Não faz muito tempo, mas na lembrança do lugar está encravada a memória daquele assassinato. Uma estranha sucessão de tiros — seis! — à queima-roupa. E o vereador quedou, pedindo a deus e ao diabo que não o levassem àquela hora. Não soube por que estava sendo alvejado, por que seis tiros esvaziando o tambor, impiedosamente desferidos pelo coveiro-mor, aquele que, por ironia do destino, havia sido despedido por ele da chefia da necrópole municipal.

A cidade não esqueceu aqueles estampidos sucessivos e dramáticos ricocheteando pela Praça Santa Rita, ecoando, como turbilhão, pela Rua Major Vieira, chegando à Avenida, até aos silenciosos quintais à beira do Meia-Pataca, aqueles tiros violando a mesmice da tarde.
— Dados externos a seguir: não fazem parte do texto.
//! SaveChanges Tests
//!
//! Every precondition is checked before the batch is applied, so a failed
//! save leaves the store untouched.

use crate::common::*;
use changetrack::Context;
use std::sync::Arc;

fn seed_blog_with_post(db: &Arc<Database>) {
    let mut ctx = db.context();
    let model = db.model().clone();
    let blog = blog(&model, 1);
    blog.add_to("Posts", &post(&model, 10, 0)).unwrap();
    ctx.add(&blog).unwrap();
    assert_eq!(ctx.save_changes().unwrap(), 2);
}

fn load_blog_with_post(ctx: &mut Context) -> (Entity, Entity) {
    let blog = ctx.find("Blog", &KeyValue::single(1)).unwrap().unwrap();
    let post = ctx.find("Post", &KeyValue::single(10)).unwrap().unwrap();
    (blog, post)
}

// ============================================================================
// Writes
// ============================================================================

#[test]
fn store_generated_keys_replace_temporaries() {
    let db = Database::new(generated_blog_model());
    let mut ctx = db.context();
    let blog = db.model().create("Blog").unwrap();
    let post = db.model().create("Post").unwrap();
    blog.add_to("Posts", &post).unwrap();
    ctx.add(&blog).unwrap();

    let temporary = blog.get("Id").unwrap();
    assert!(temporary.as_int().unwrap() < 0);
    assert_eq!(post.get("BlogId").unwrap(), temporary);
    assert!(ctx.entry(&blog).unwrap().property("Id").unwrap().is_temporary());

    assert_eq!(ctx.save_changes().unwrap(), 2);
    assert_eq!(blog.get("Id").unwrap(), Value::Int(1));
    assert_eq!(post.get("BlogId").unwrap(), Value::Int(1));
    assert_eq!(post.get("Id").unwrap(), Value::Int(1));
    assert!(!ctx.entry(&blog).unwrap().property("Id").unwrap().is_temporary());

    let store = db.store();
    assert!(store.contains("Blog", &KeyValue::single(1)));
    let row = store.get("Post", &KeyValue::single(1)).unwrap();
    assert_eq!(row[1], Value::Int(1));
    assert_eq!(ctx.tracker().state_of(&blog), EntityState::Unchanged);
    assert_eq!(ctx.tracker().state_of(&post), EntityState::Unchanged);
}

#[test]
fn modified_columns_are_updated() {
    let db = Database::new(blog_model(false));
    seed_blog_with_post(&db);
    let mut ctx = db.context();
    let (blog, _) = load_blog_with_post(&mut ctx);

    blog.set("Title", "renamed").unwrap();
    assert_eq!(ctx.save_changes().unwrap(), 1);
    let row = db.store().get("Blog", &KeyValue::single(1)).unwrap();
    assert_eq!(row[1], Value::from("renamed"));
    assert_eq!(ctx.save_changes().unwrap(), 0);
}

#[test]
fn removed_principal_deletes_dependents_rows() {
    for timing in [CascadeTiming::Immediate, CascadeTiming::OnSaveChanges] {
        let config = ContextConfig::default().with_cascade_delete_timing(timing);
        let db = Database::with_config(blog_model(true), config);
        seed_blog_with_post(&db);
        let mut ctx = db.context();
        let (blog, post) = load_blog_with_post(&mut ctx);

        ctx.remove(&blog).unwrap();
        assert_eq!(ctx.save_changes().unwrap(), 2, "{}", timing);
        assert_eq!(db.store().total_rows(), 0, "{}", timing);
        assert_eq!(ctx.tracker().state_of(&post), EntityState::Detached);
        assert!(ctx.tracker().is_empty());
    }
}

#[test]
fn without_accept_states_survive_and_a_second_save_conflicts() {
    let db = Database::new(cat_model());
    let mut ctx = db.context();
    let tom = cat(db.model(), 1, "Tom");
    ctx.add(&tom).unwrap();

    assert_eq!(ctx.save_changes_with(false).unwrap(), 1);
    assert_eq!(ctx.tracker().state_of(&tom), EntityState::Added);
    let err = ctx.save_changes().unwrap_err();
    assert!(matches!(err, Error::Storage(_)));
    assert_eq!(db.store().row_count("Cat"), 1);
}

#[tokio::test]
async fn async_save_writes_rows() {
    let db = Database::new(cat_model());
    let mut ctx = db.context();
    ctx.add(&cat(db.model(), 1, "Tom")).unwrap();
    ctx.add(&cat(db.model(), 2, "Felix")).unwrap();

    assert_eq!(ctx.save_changes_async().await.unwrap(), 2);
    assert_eq!(db.store().row_count("Cat"), 2);
}

// ============================================================================
// Failures
// ============================================================================

#[test]
fn missing_row_fails_the_whole_batch() {
    let db = Database::new(cat_model());
    let mut ctx = db.context();
    let ghost = cat(db.model(), 1, "Ghost");
    ctx.attach(&ghost).unwrap();
    ghost.set("Name", "Still a ghost").unwrap();
    let tom = cat(db.model(), 2, "Tom");
    ctx.add(&tom).unwrap();

    let err = ctx.save_changes().unwrap_err();
    assert!(matches!(err, Error::ConcurrencyConflict { .. }));
    assert_eq!(err.kind(), ErrorKind::Environment);
    assert_eq!(db.store().total_rows(), 0);
    assert_eq!(ctx.tracker().state_of(&ghost), EntityState::Modified);
    assert_eq!(ctx.tracker().state_of(&tom), EntityState::Added);
}

#[test]
fn unresolved_orphan_fails_before_writing() {
    let config = ContextConfig::default().with_delete_orphans_timing(CascadeTiming::Never);
    let db = Database::with_config(blog_model(true), config);
    seed_blog_with_post(&db);
    let version = db.store().version();

    let mut ctx = db.context();
    let (_, post) = load_blog_with_post(&mut ctx);
    post.set_reference("Blog", None).unwrap();

    let err = ctx.save_changes().unwrap_err();
    assert!(matches!(err, Error::RelationshipConceptualNull { .. }));
    assert_eq!(db.store().version(), version);
    assert_eq!(
        db.store().get("Post", &KeyValue::single(10)).unwrap()[1],
        Value::Int(1)
    );
}

#[test]
fn orphan_deleted_on_save_under_deferred_timing() {
    let config =
        ContextConfig::default().with_delete_orphans_timing(CascadeTiming::OnSaveChanges);
    let db = Database::with_config(blog_model(true), config);
    seed_blog_with_post(&db);

    let mut ctx = db.context();
    let (blog, post) = load_blog_with_post(&mut ctx);
    blog.remove_from("Posts", &post).unwrap();

    assert_eq!(ctx.save_changes().unwrap(), 1);
    assert!(!db.store().contains("Post", &KeyValue::single(10)));
    assert!(db.store().contains("Blog", &KeyValue::single(1)));
}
Curral da velha política clientelista e arranjos de alcova, a vidinha opulenta de mediocridade, provincianismo e alienação foi sacudida: adversários e correligionários nunca esquecerão o olhar estupefato do edil caindo aos prantos, pedindo clemência-misericórdia-perdão-e-tudo-o-mais nessa hora de projéteis ensandecidos cuspidos de uma Shmit e Wesson calibre 38, pelo amor de DeusJoão, não faça issoestá havendo um mal-entendido, não fui eu quem te mandou embora, foi ordem do Tar…, ele não conseguia alinhavar uma palavra, uma ideia, foi o Mar… Spínnnnnnnn…. não, não conseguia dizer de quem partiu a ordem da demissão, me per… e a voz da petulância já não tinha forças para concluir o último suspiro, a frase nem podia conter a ira do assassino, a dureza sinistra do ódio sentenciando pelas próprias mãos (àquele que sempre foi maior que os deuses do Olimpo, que tanto lutou pra chegar ao poder, tanto que era pouco o pote para muita sede e a arrogância desmedida, àquele que não dava trégua ao mau humor, restava agora o ultimato das balas, como sói acontecer com os pusilânimes) e caindo de joelhos como quem se humilha depois de ter pisoteado a tantos, ah, a cidade não esquece a agonia do vereador pedindo socorro e a multidão nem aí pro seu sangue e depois os olhares curiosos de longe vendo o algoz correr com o troféu ainda em riste e se entregando sem resistência como quem está certo do dever cumprido em nome da honra ultrajada.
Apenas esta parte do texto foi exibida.